Occupation Actress, author
Years active 1970–present
Spouse(s) Robert Alexander (m. 1962–74) (divorced)
Edwin Sherin (m. 1975)
Children 1

Jane Alexander (born October 28, 1939) is an American actress, author and former director of the National Endowment for the Arts. She is a Tony Award winner and two-time Emmy Award winner.

Alexander made her Broadway debut in 1968 in The Great White Hope and won the 1969 Tony Award for Best Featured Actress in a Play. Other Broadway credits include, 6 Rms Riv Vu (1972), The Night of the Iguana (1988), The Sisters Rosensweig (1993) and Honour (1998). She has received a total of seven Tony Award nominations and was inducted into the American Theater Hall of Fame in 1994.[1]

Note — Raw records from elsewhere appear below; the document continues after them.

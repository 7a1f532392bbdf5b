//! Request and response types shared by the broker and the client.
//!
//! Wire bodies use camelCase field names; the in-memory `VoiceTurnRequest`
//! is what both ends actually work with.

use serde::{Deserialize, Serialize};

use crate::audio::pcm;

pub const VOICE_TURN_PATH: &str = "/api/live/voice-turn";
pub const VOICE_TEXT_PATH: &str = "/api/live/voice-text";

/// MIME type of the combined reply audio
pub const REPLY_MIME_TYPE: &str = "audio/wav";

/// Grammatical gender used to steer phrasing
#[derive(Debug, Clone, Copy, PartialEq, Eq, Serialize, Deserialize)]
#[serde(rename_all = "lowercase")]
pub enum Gender {
    Male,
    Female,
}

/// Who is speaking; used only to steer the reply's phrasing
#[derive(Debug, Clone, Default, PartialEq, Eq)]
pub struct SpeakerProfile {
    pub name: Option<String>,
    pub gender: Option<Gender>,
}

/// What the user said
#[derive(Debug, Clone, PartialEq, Eq)]
pub enum TurnPayload {
    /// Captured audio: raw 16-bit PCM or a WAV container
    Audio(Vec<u8>),
    Text(String),
}

/// One user utterance or typed message
#[derive(Debug, Clone, PartialEq, Eq)]
pub struct VoiceTurnRequest {
    pub payload: TurnPayload,
    pub profile: SpeakerProfile,
    pub context: Option<String>,
}

impl VoiceTurnRequest {
    pub fn audio(bytes: Vec<u8>, profile: SpeakerProfile, context: Option<String>) -> Self {
        Self {
            payload: TurnPayload::Audio(bytes),
            profile,
            context,
        }
    }

    pub fn text(text: impl Into<String>, profile: SpeakerProfile, context: Option<String>) -> Self {
        Self {
            payload: TurnPayload::Text(text.into()),
            profile,
            context,
        }
    }

    /// Endpoint path this request is posted to
    pub fn path(&self) -> &'static str {
        match self.payload {
            TurnPayload::Audio(_) => VOICE_TURN_PATH,
            TurnPayload::Text(_) => VOICE_TEXT_PATH,
        }
    }

    /// Wire body for this request
    pub fn to_body(&self) -> VoiceTurnBody {
        let (audio_base64, text) = match &self.payload {
            TurnPayload::Audio(bytes) => (Some(pcm::to_base64(bytes)), None),
            TurnPayload::Text(text) => (None, Some(text.clone())),
        };
        VoiceTurnBody {
            audio_base64,
            text,
            user_name: self.profile.name.clone(),
            user_gender: self.profile.gender,
            context: self.context.clone(),
        }
    }
}

/// Why a wire body could not become a request
#[derive(Debug, thiserror::Error)]
pub enum BodyError {
    #[error("missing {0}")]
    Missing(&'static str),

    #[error("audioBase64 is not valid base64: {0}")]
    InvalidAudio(#[from] base64::DecodeError),
}

/// Body of both endpoints; each reads its own primary field
#[derive(Debug, Clone, Default, Serialize, Deserialize)]
#[serde(rename_all = "camelCase")]
pub struct VoiceTurnBody {
    #[serde(default, skip_serializing_if = "Option::is_none")]
    pub audio_base64: Option<String>,

    #[serde(default, skip_serializing_if = "Option::is_none")]
    pub text: Option<String>,

    #[serde(default, skip_serializing_if = "Option::is_none")]
    pub user_name: Option<String>,

    #[serde(default, skip_serializing_if = "Option::is_none")]
    pub user_gender: Option<Gender>,

    #[serde(default, skip_serializing_if = "Option::is_none")]
    pub context: Option<String>,
}

impl VoiceTurnBody {
    fn profile(&self) -> SpeakerProfile {
        SpeakerProfile {
            name: non_blank(self.user_name.as_deref()),
            gender: self.user_gender,
        }
    }

    /// Build an audio request (voice-turn endpoint)
    pub fn into_audio_request(self) -> Result<VoiceTurnRequest, BodyError> {
        let encoded = non_blank(self.audio_base64.as_deref()).ok_or(BodyError::Missing("audioBase64"))?;
        let bytes = pcm::from_base64(&encoded)?;
        if bytes.is_empty() {
            return Err(BodyError::Missing("audioBase64"));
        }
        Ok(VoiceTurnRequest::audio(
            bytes,
            self.profile(),
            non_blank(self.context.as_deref()),
        ))
    }

    /// Build a text request (voice-text endpoint)
    pub fn into_text_request(self) -> Result<VoiceTurnRequest, BodyError> {
        let text = non_blank(self.text.as_deref()).ok_or(BodyError::Missing("text"))?;
        Ok(VoiceTurnRequest::text(
            text,
            self.profile(),
            non_blank(self.context.as_deref()),
        ))
    }
}

fn non_blank(value: Option<&str>) -> Option<String> {
    value
        .map(str::trim)
        .filter(|v| !v.is_empty())
        .map(str::to_string)
}

/// Response body of both endpoints
///
/// Success with audio sets `audioBase64`, `mimeType` and `success`; a
/// fallback sets `text` and `fallback`; a failure adds `error`.
#[derive(Debug, Clone, Default, PartialEq, Serialize, Deserialize)]
#[serde(rename_all = "camelCase")]
pub struct TurnResponse {
    #[serde(default, skip_serializing_if = "Option::is_none")]
    pub audio_base64: Option<String>,

    #[serde(default, skip_serializing_if = "Option::is_none")]
    pub mime_type: Option<String>,

    #[serde(default, skip_serializing_if = "Option::is_none")]
    pub text: Option<String>,

    #[serde(default, skip_serializing_if = "Option::is_none")]
    pub success: Option<bool>,

    #[serde(default, skip_serializing_if = "std::ops::Not::not")]
    pub fallback: bool,

    #[serde(default, skip_serializing_if = "Option::is_none")]
    pub error: Option<String>,
}

impl TurnResponse {
    /// Playable reply, optionally with its transcript
    pub fn audio(wav: &[u8], text: Option<String>) -> Self {
        Self {
            audio_base64: Some(pcm::to_base64(wav)),
            mime_type: Some(REPLY_MIME_TYPE.to_string()),
            text,
            success: Some(true),
            ..Default::default()
        }
    }

    /// No audio could be produced; text only
    pub fn fallback(text: impl Into<String>) -> Self {
        Self {
            text: Some(text.into()),
            fallback: true,
            ..Default::default()
        }
    }

    /// The turn failed; `text` is what the user should hear or read
    pub fn failure(error: impl Into<String>, text: impl Into<String>) -> Self {
        Self {
            error: Some(error.into()),
            ..Self::fallback(text)
        }
    }
}
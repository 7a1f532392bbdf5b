use anyhow::{Context, Result};
use async_trait::async_trait;
use std::time::Duration;
use tracing::{debug, warn};

use super::error::VoiceError;
use crate::protocol::{TurnResponse, VoiceTurnRequest};

/// Delivers a turn to the broker and returns its reply
#[async_trait]
pub trait TurnTransport: Send + Sync {
    async fn send(&self, request: &VoiceTurnRequest) -> Result<TurnResponse, VoiceError>;
}

/// Posts turns to a broker over HTTP
pub struct HttpTransport {
    client: reqwest::Client,
    base_url: String,
}

impl HttpTransport {
    /// Broker requests are capped at 30s upstream; leave room for upload and framing
    pub const DEFAULT_TIMEOUT: Duration = Duration::from_secs(45);

    pub fn new(base_url: impl Into<String>) -> Result<Self> {
        Self::with_timeout(base_url, Self::DEFAULT_TIMEOUT)
    }

    pub fn with_timeout(base_url: impl Into<String>, timeout: Duration) -> Result<Self> {
        let client = reqwest::Client::builder()
            .timeout(timeout)
            .build()
            .context("Failed to build HTTP client")?;

        Ok(Self {
            client,
            base_url: base_url.into().trim_end_matches('/').to_string(),
        })
    }

    fn url_for(&self, request: &VoiceTurnRequest) -> String {
        format!("{}{}", self.base_url, request.path())
    }
}

#[async_trait]
impl TurnTransport for HttpTransport {
    async fn send(&self, request: &VoiceTurnRequest) -> Result<TurnResponse, VoiceError> {
        let url = self.url_for(request);
        debug!("POST {}", url);

        let response = self
            .client
            .post(&url)
            .json(&request.to_body())
            .send()
            .await
            .map_err(|e| VoiceError::Network(e.into()))?;

        let status = response.status();
        if !status.is_success() {
            // Failure bodies still carry `error`; fall back to the status line
            let body = response.json::<TurnResponse>().await.ok();
            let message = body
                .and_then(|b| b.error)
                .unwrap_or_else(|| status.to_string());
            warn!("Broker answered {}: {}", status, message);
            return Err(VoiceError::Server {
                status: status.as_u16(),
                message,
            });
        }

        response
            .json::<TurnResponse>()
            .await
            .map_err(|e| VoiceError::Network(e.into()))
    }
}
#![forbid(unsafe_code)]

//! Workspace tooling (wst): the request handlers a notebook-style workspace
//! server mounts for disk usage warnings, folder cleanup, shared links and SSH
//! client setup.
//!
//! Two subsystems carry the weight:
//! 1. **Storage check**: debounced, cached disk usage measurement with limit warnings
//! 2. **Cleanup**: policy-driven removal of large, inactive files with tombstones
//!
//! Shared links and the SSH setup endpoint are gated by deterministic
//! path-scoped tokens derived from the runtime's secret.
//!
//! # Library usage
//!
//! Use the [`prelude`] for convenient access to the most common types:
//!
//! ```rust,no_run
//! use workspace_tooling::prelude::*;
//! ```
//!
//! A host mounts the routes with [`http::router`]:
//!
//! ```rust,no_run
//! use workspace_tooling::core::config::Config;
//! use workspace_tooling::http::{HttpState, router};
//!
//! let config = Config::load(None).expect("config");
//! let app: axum::Router = router(HttpState::from_config(config, None));
//! ```

pub mod prelude;

pub mod core;
pub mod git;
#[cfg(feature = "http")]
pub mod http;
pub mod logger;
pub mod monitor;
pub mod platform;
pub mod scanner;
pub mod sharing;
pub mod tooling;
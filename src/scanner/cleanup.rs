//! Policy-driven folder cleanup: remove large, inactive files and leave a
//! `<file>.removed.txt` tombstone explaining why.

#![allow(missing_docs)]

use std::fs;
use std::path::{Path, PathBuf};
use std::sync::Arc;
use std::time::{Instant, SystemTime};

use parking_lot::Mutex;
use serde::Serialize;

use crate::core::config::CleanupConfig;
use crate::core::errors::{Result, WstError};
use crate::core::paths::paths_overlap;
use crate::logger::activity::{ActivityEvent, ActivityLoggerHandle, emit};
use crate::monitor::measure::UsageMeasurer;
use crate::monitor::metadata::UsageSnapshot;
use crate::scanner::walker::{FileEntry, FolderWalker};

const MIB: u64 = 1024 * 1024;
const SECS_PER_DAY: u64 = 24 * 60 * 60;
/// Suffix of tombstone files; such files are never removed.
pub const TOMBSTONE_SUFFIX: &str = ".removed.txt";

/// Parameters of one cleanup run.
#[derive(Debug, Clone, PartialEq, Eq)]
pub struct CleanupPolicy {
    pub folder: PathBuf,
    /// Files smaller than this are kept. `None` or 0 disables the size gate.
    pub max_file_size_mb: Option<u64>,
    /// Files used within this many days are kept. 0 disables the age gate.
    pub min_inactivity_days: u64,
    pub replace_with_tombstone: bool,
    /// Directory names pruned anywhere below `folder`.
    pub excluded_folder_names: Vec<String>,
}

impl CleanupPolicy {
    /// Policy with the built-in defaults: 50 MB, 3 days, tombstones on.
    #[must_use]
    pub fn new(folder: impl Into<PathBuf>) -> Self {
        Self::from_config(folder, &CleanupConfig::default())
    }

    #[must_use]
    pub fn from_config(folder: impl Into<PathBuf>, config: &CleanupConfig) -> Self {
        Self {
            folder: folder.into(),
            max_file_size_mb: config.max_file_size_mb,
            min_inactivity_days: config.min_inactivity_days,
            replace_with_tombstone: config.replace_with_tombstone,
            excluded_folder_names: config.excluded_folder_names.clone(),
        }
    }

    fn size_gate(&self) -> Option<u64> {
        self.max_file_size_mb.filter(|max| *max > 0)
    }
}

/// A path the cleanup could not act on.
#[derive(Debug, Clone, PartialEq, Eq, Serialize)]
#[serde(rename_all = "camelCase")]
pub struct CleanupFailure {
    pub path: PathBuf,
    pub error_code: String,
    pub message: String,
}

impl CleanupFailure {
    fn from_error(path: &Path, error: &WstError) -> Self {
        Self {
            path: path.to_path_buf(),
            error_code: error.code().to_string(),
            message: error.to_string(),
        }
    }
}

#[derive(Debug, Clone, PartialEq, Eq, Serialize)]
#[serde(rename_all = "camelCase")]
pub struct CleanupReport {
    pub folder: PathBuf,
    pub files_visited: u64,
    pub files_removed: u64,
    /// Sum of the truncated per-file MB sizes.
    pub megabytes_freed: u64,
    pub failures: Vec<CleanupFailure>,
    /// Files that were removed but whose tombstone could not be written.
    pub tombstone_failures: Vec<CleanupFailure>,
    /// Snapshot written after the run; `None` when no refresh ran or it failed.
    pub metadata: Option<UsageSnapshot>,
    pub duration_ms: u64,
}

/// Why a file qualified for removal.
#[derive(Debug, Clone, Copy, PartialEq, Eq)]
struct Candidate {
    size_mb: u64,
    inactive_days: Option<u64>,
}

static ACTIVE_CLEANUPS: Mutex<Vec<PathBuf>> = parking_lot::const_mutex(Vec::new());

/// Advisory process-wide lock on a folder tree. Released on drop.
#[derive(Debug)]
pub struct CleanupLock {
    folder: PathBuf,
}

impl CleanupLock {
    /// Fails with `CleanupInProgress` if an overlapping folder is being cleaned.
    pub fn acquire(folder: &Path) -> Result<Self> {
        let mut active = ACTIVE_CLEANUPS.lock();
        if active.iter().any(|held| paths_overlap(held, folder)) {
            return Err(WstError::CleanupInProgress {
                path: folder.to_path_buf(),
            });
        }
        active.push(folder.to_path_buf());
        Ok(Self {
            folder: folder.to_path_buf(),
        })
    }
}

impl Drop for CleanupLock {
    fn drop(&mut self) {
        let mut active = ACTIVE_CLEANUPS.lock();
        if let Some(index) = active.iter().position(|held| held == &self.folder) {
            active.swap_remove(index);
        }
    }
}

pub struct CleanupEngine {
    measurer: Option<Arc<UsageMeasurer>>,
    logger: Option<ActivityLoggerHandle>,
}

impl CleanupEngine {
    /// `measurer` refreshes the usage snapshot after each run when set.
    #[must_use]
    pub fn new(measurer: Option<Arc<UsageMeasurer>>, logger: Option<ActivityLoggerHandle>) -> Self {
        Self { measurer, logger }
    }

    pub fn cleanup(&self, policy: &CleanupPolicy) -> Result<CleanupReport> {
        self.cleanup_at(policy, SystemTime::now())
    }

    /// Run `policy` judging file ages against `now`.
    pub fn cleanup_at(&self, policy: &CleanupPolicy, now: SystemTime) -> Result<CleanupReport> {
        let started = Instant::now();
        let root = fs::canonicalize(&policy.folder)
            .map_err(|source| WstError::io(&policy.folder, source))?;
        let _lock = CleanupLock::acquire(&root)?;

        let removal_date = chrono::DateTime::<chrono::Local>::from(now)
            .format("%B %d, %Y")
            .to_string();
        let mut report = CleanupReport {
            folder: policy.folder.clone(),
            files_visited: 0,
            files_removed: 0,
            megabytes_freed: 0,
            failures: Vec::new(),
            tombstone_failures: Vec::new(),
            metadata: None,
            duration_ms: 0,
        };

        let walker = FolderWalker::new(&root).excluding(policy.excluded_folder_names.iter().cloned());
        let stats = walker.walk(|entry| {
            let Some(candidate) = evaluate(entry, policy, now) else {
                return;
            };
            let reason = removal_reason(policy, &removal_date, candidate);
            self.remove(entry, candidate, &reason, policy.replace_with_tombstone, &mut report);
        })?;
        report.files_visited = stats.files;

        if let Some(measurer) = &self.measurer {
            match measurer.refresh() {
                Ok(snapshot) => report.metadata = Some(snapshot),
                Err(error) => {
                    eprintln!("[WST-CLEANUP] usage refresh after cleanup failed: {error}");
                    emit(
                        self.logger.as_ref(),
                        ActivityEvent::Error {
                            code: error.code().to_string(),
                            message: error.to_string(),
                        },
                    );
                }
            }
        }

        report.duration_ms = u64::try_from(started.elapsed().as_millis()).unwrap_or(u64::MAX);
        emit(
            self.logger.as_ref(),
            ActivityEvent::CleanupCompleted {
                folder: policy.folder.clone(),
                files_removed: report.files_removed,
                megabytes_freed: report.megabytes_freed,
                failures: report.failures.len() as u64,
                duration_ms: report.duration_ms,
            },
        );
        Ok(report)
    }

    fn remove(
        &self,
        entry: &FileEntry,
        candidate: Candidate,
        reason: &str,
        tombstone: bool,
        report: &mut CleanupReport,
    ) {
        if let Err(source) = fs::remove_file(&entry.path) {
            let error = WstError::io(&entry.path, source);
            self.record_failure(&entry.path, &error, report);
            return;
        }

        report.files_removed += 1;
        report.megabytes_freed += candidate.size_mb;
        emit(
            self.logger.as_ref(),
            ActivityEvent::FileRemoved {
                path: entry.path.clone(),
                size_kb: entry.size_bytes / 1024,
                inactive_days: candidate.inactive_days,
                tombstone,
            },
        );

        if tombstone {
            let marker = tombstone_path(&entry.path);
            // The file is already gone; a missing marker does not fail the run.
            if let Err(source) = fs::write(&marker, reason) {
                let error = WstError::io(&marker, source);
                eprintln!("[WST-CLEANUP] tombstone not written: {error}");
                emit(
                    self.logger.as_ref(),
                    ActivityEvent::Error {
                        code: error.code().to_string(),
                        message: format!("tombstone not written: {error}"),
                    },
                );
                report.tombstone_failures.push(CleanupFailure::from_error(&marker, &error));
            }
        }
    }

    fn record_failure(&self, path: &Path, error: &WstError, report: &mut CleanupReport) {
        eprintln!("[WST-CLEANUP] {error}");
        emit(
            self.logger.as_ref(),
            ActivityEvent::FileRemovalFailed {
                path: path.to_path_buf(),
                error_code: error.code().to_string(),
                error_message: error.to_string(),
            },
        );
        report.failures.push(CleanupFailure::from_error(path, error));
    }
}

/// `<file>.removed.txt`
#[must_use]
pub fn tombstone_path(file: &Path) -> PathBuf {
    let mut name = file.as_os_str().to_owned();
    name.push(TOMBSTONE_SUFFIX);
    PathBuf::from(name)
}

fn is_tombstone(path: &Path) -> bool {
    path.file_name()
        .is_some_and(|name| name.to_string_lossy().ends_with(TOMBSTONE_SUFFIX))
}

/// Both gates must pass. Unknown age passes the age gate; a last use in the
/// future never does.
fn evaluate(entry: &FileEntry, policy: &CleanupPolicy, now: SystemTime) -> Option<Candidate> {
    if is_tombstone(&entry.path) {
        return None;
    }

    let size_mb = entry.size_bytes / MIB;
    if policy.size_gate().is_some_and(|max| size_mb < max) {
        return None;
    }

    let inactive_days = match entry.last_used {
        Some(last_used) => Some(now.duration_since(last_used).ok()?.as_secs() / SECS_PER_DAY),
        None => None,
    };
    if policy.min_inactivity_days > 0
        && inactive_days.is_some_and(|days| days <= policy.min_inactivity_days)
    {
        return None;
    }

    Some(Candidate {
        size_mb,
        inactive_days,
    })
}

fn removal_reason(policy: &CleanupPolicy, date: &str, candidate: Candidate) -> String {
    let mut reason = format!(
        "File has been removed during folder cleaning ({}) on {date}. ",
        policy.folder.display()
    );
    if let Some(max) = policy.size_gate()
        && candidate.size_mb > 0
    {
        reason.push_str(&format!(
            "The file size was {} MB (max {max}). ",
            candidate.size_mb
        ));
    }
    if let Some(days) = candidate.inactive_days
        && days > 0
        && policy.min_inactivity_days > 0
    {
        reason.push_str(&format!(
            "The last usage was {days} days ago (max {}). ",
            policy.min_inactivity_days
        ));
    }
    reason
}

She went on to star in the film version of The Great White Hope in 1970 and received the first of four Academy Award nominations for her performance. Her subsequent Oscar nominations were for All the President's Men (1976), Kramer vs Kramer (1979) and Testament (1983). An eight-time Emmy nominee, she received her first nomination for playing Eleanor Roosevelt in Eleanor and Franklin (1976), a role that required her to age from 18 to 60. She has won two Emmys for Outstanding Supporting Actress in a Miniseries or Movie for Playing for Time (1980) and Warm Springs (2005).

Early life[edit]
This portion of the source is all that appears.